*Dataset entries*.
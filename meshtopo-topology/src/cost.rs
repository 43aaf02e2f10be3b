//! Curvature-weighted collapse costs and cheapest-vertex selection
//!
//! The cost of collapsing `v0` into an edge neighbour `v1` is the edge length
//! times a crease term: for every face around `v0`, take the smallest crease
//! between its normal and the normals of the faces on the edge, then the
//! largest of those. Short edges in flat regions are cheap, edges near sharp
//! creases are expensive. This is a cheap stand-in for a quadric error, not
//! a bound on visual distortion.

use crate::entity::VertexKey;
use crate::topology::Topology;
use meshtopo_core::{CostConfig, Error, Result};
use tracing::trace;

impl Topology {
    pub fn cost_config(&self) -> &CostConfig {
        &self.cost_config
    }

    /// Replace the cost parameters and recompute every vertex.
    pub fn set_cost_config(&mut self, cost_config: CostConfig) -> Result<()> {
        self.cost_config = cost_config;
        self.initialize_collapse_costs()
    }

    /// Cost of merging `v0` into its edge neighbour `v1`.
    pub fn collapse_cost(&self, v0: VertexKey, v1: VertexKey) -> Result<f64> {
        let vertex0 = self.vertex(v0)?;
        let vertex1 = self.vertex(v1)?;
        let edge_key = self.edge_with_vertices(v0, v1).ok_or_else(|| {
            Error::Precondition("collapse cost requested for vertices without an edge".into())
        })?;
        let edge = self.edge(edge_key)?;

        let length = (vertex1.position - vertex0.position).norm();

        let mut curvature = 0.0f64;
        for &f in &vertex0.faces {
            let normal = self.face(f)?.normal;
            let mut min_crease = self.cost_config.max_crease();
            for &g in &edge.faces {
                let dot = normal.dot(&self.face(g)?.normal);
                min_crease = min_crease.min(self.cost_config.crease(dot));
            }
            curvature = curvature.max(min_crease);
        }

        Ok(length * curvature)
    }

    /// Recompute the cached cost and target of one vertex: the cheapest
    /// collapse into any edge neighbour, the earliest neighbour winning ties.
    /// A vertex without edges gets the isolated sentinel and no target.
    pub fn compute_collapse_cost_at_vertex(&mut self, v: VertexKey) -> Result<()> {
        let neighbours = self.neighbors(v)?;

        let (cost, target) = if neighbours.is_empty() {
            (self.cost_config.isolated_vertex_cost, None)
        } else {
            let mut best = (f64::INFINITY, None);
            for n in neighbours {
                let cost = self.collapse_cost(v, n)?;
                if cost < best.0 || best.1.is_none() {
                    best = (cost, Some(n));
                }
            }
            best
        };

        let vertex = self.entity_mut(v)?;
        vertex.collapse_cost = cost;
        vertex.collapse_target = target;
        trace!(cost, "Refreshed collapse cost");
        Ok(())
    }

    /// Compute the collapse cost of every vertex, stopping at the first
    /// vertex whose neighbourhood is inconsistent.
    pub fn initialize_collapse_costs(&mut self) -> Result<()> {
        let keys: Vec<VertexKey> = self.vertices.keys().collect();
        for v in keys {
            self.compute_collapse_cost_at_vertex(v)?;
        }
        Ok(())
    }

    /// Recompute `v` and every vertex sharing an edge with it. Splits leave
    /// costs alone; call this on the new vertex before simplifying further.
    pub fn refresh_costs_around(&mut self, v: VertexKey) -> Result<()> {
        let neighbours = self.neighbors(v)?;
        self.compute_collapse_cost_at_vertex(v)?;
        for n in neighbours {
            self.compute_collapse_cost_at_vertex(n)?;
        }
        Ok(())
    }

    /// ID of the vertex with the smallest cached collapse cost, the lowest
    /// ID winning ties. Selection only; nothing is collapsed.
    pub fn vertex_to_collapse(&self) -> Option<usize> {
        self.cheapest_vertex(|_| true)
    }

    /// Like [`Topology::vertex_to_collapse`], restricted to vertices for
    /// which `eligible` holds.
    pub fn cheapest_vertex<F>(&self, eligible: F) -> Option<usize>
    where
        F: Fn(VertexKey) -> bool,
    {
        let mut best: Option<(usize, f64)> = None;
        for (id, key, vertex) in self.vertices.iter() {
            if vertex.collapse_cost.is_nan() || !eligible(key) {
                continue;
            }
            match best {
                Some((_, cost)) if vertex.collapse_cost >= cost => {}
                _ => best = Some((id, vertex.collapse_cost)),
            }
        }
        best.map(|(id, _)| id)
    }

    /// Cached collapse target of the vertex with ID `id`, as an ID.
    pub fn collapse_target(&self, id: usize) -> Result<Option<usize>> {
        let vertex = self.vertex(self.key(id)?)?;
        vertex.collapse_target.map(|t| self.id(t)).transpose()
    }
}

*Work to complete*. This exercise calls for the entries to be restated exactly.

*Solution for this problem*.
filename meshtopo-topology/src/cost.rs
repository 43aaf02e2f10be3b
//! Curvature-weighted collapse costs and cheapest-vertex selection
//!
//! The cost of collapsing `v0` into an edge neighbour `v1` is the edge length
//! times a crease term: for every face around `v0`, take the smallest crease
//! between its normal and the normals of the faces on the edge, then the
//! largest of those. Short edges in flat regions are cheap, edges near sharp
//! creases are expensive. This is a cheap stand-in for a quadric error, not
//! a bound on visual distortion.

use crate::entity::VertexKey;
use crate::topology::Topology;
use meshtopo_core::{CostConfig, Error, Result};
use tracing::trace;

impl Topology {
    pub fn cost_config(&self) -> &CostConfig {
        &self.cost_config
    }

    /// Replace the cost parameters and recompute every vertex.
    pub fn set_cost_config(&mut self, cost_config: CostConfig) -> Result<()> {
        self.cost_config = cost_config;
        self.initialize_collapse_costs()
    }

    /// Cost of merging `v0` into its edge neighbour `v1`.
    pub fn collapse_cost(&self, v0: VertexKey, v1: VertexKey) -> Result<f64> {
        let vertex0 = self.vertex(v0)?;
        let vertex1 = self.vertex(v1)?;
        let edge_key = self.edge_with_vertices(v0, v1).ok_or_else(|| {
            Error::Precondition("collapse cost requested for vertices without an edge".into())
        })?;
        let edge = self.edge(edge_key)?;

        let length = (vertex1.position - vertex0.position).norm();

        let mut curvature = 0.0f64;
        for &f in &vertex0.faces {
            let normal = self.face(f)?.normal;
            let mut min_crease = self.cost_config.max_crease();
            for &g in &edge.faces {
                let dot = normal.dot(&self.face(g)?.normal);
                min_crease = min_crease.min(self.cost_config.crease(dot));
            }
            curvature = curvature.max(min_crease);
        }

        Ok(length * curvature)
    }

    /// Recompute the cached cost and target of one vertex: the cheapest
    /// collapse into any edge neighbour, the earliest neighbour winning ties.
    /// A vertex without edges gets the isolated sentinel and no target.
    pub fn compute_collapse_cost_at_vertex(&mut self, v: VertexKey) -> Result<()> {
        let neighbours = self.neighbors(v)?;

        let (cost, target) = if neighbours.is_empty() {
            (self.cost_config.isolated_vertex_cost, None)
        } else {
            let mut best = (f64::INFINITY, None);
            for n in neighbours {
                let cost = self.collapse_cost(v, n)?;
                if cost < best.0 || best.1.is_none() {
                    best = (cost, Some(n));
                }
            }
            best
        };

        let vertex = self.entity_mut(v)?;
        vertex.collapse_cost = cost;
        vertex.collapse_target = target;
        trace!(cost, "Refreshed collapse cost");
        Ok(())
    }

    /// Compute the collapse cost of every vertex, stopping at the first
    /// vertex whose neighbourhood is inconsistent.
    pub fn initialize_collapse_costs(&mut self) -> Result<()> {
        let keys: Vec<VertexKey> = self.vertices.keys().collect();
        for v in keys {
            self.compute_collapse_cost_at_vertex(v)?;
        }
        Ok(())
    }

    /// Recompute `v` and every vertex sharing an edge with it. Splits leave
    /// costs alone; call this on the new vertex before simplifying further.
    pub fn refresh_costs_around(&mut self, v: VertexKey) -> Result<()> {
        let neighbours = self.neighbors(v)?;
        self.compute_collapse_cost_at_vertex(v)?;
        for n in neighbours {
            self.compute_collapse_cost_at_vertex(n)?;
        }
        Ok(())
    }

    /// ID of the vertex with the smallest cached collapse cost, the lowest
    /// ID winning ties. Selection only; nothing is collapsed.
    pub fn vertex_to_collapse(&self) -> Option<usize> {
        self.cheapest_vertex(|_| true)
    }

    /// Like [`Topology::vertex_to_collapse`], restricted to vertices for
    /// which `eligible` holds.
    pub fn cheapest_vertex<F>(&self, eligible: F) -> Option<usize>
    where
        F: Fn(VertexKey) -> bool,
    {
        let mut best: Option<(usize, f64)> = None;
        for (id, key, vertex) in self.vertices.iter() {
            if vertex.collapse_cost.is_nan() || !eligible(key) {
                continue;
            }
            match best {
                Some((_, cost)) if vertex.collapse_cost >= cost => {}
                _ => best = Some((id, vertex.collapse_cost)),
            }
        }
        best.map(|(id, _)| id)
    }

    /// Cached collapse target of the vertex with ID `id`, as an ID.
    pub fn collapse_target(&self, id: usize) -> Result<Option<usize>> {
        let vertex = self.vertex(self.key(id)?)?;
        vertex.collapse_target.map(|t| self.id(t)).transpose()
    }
}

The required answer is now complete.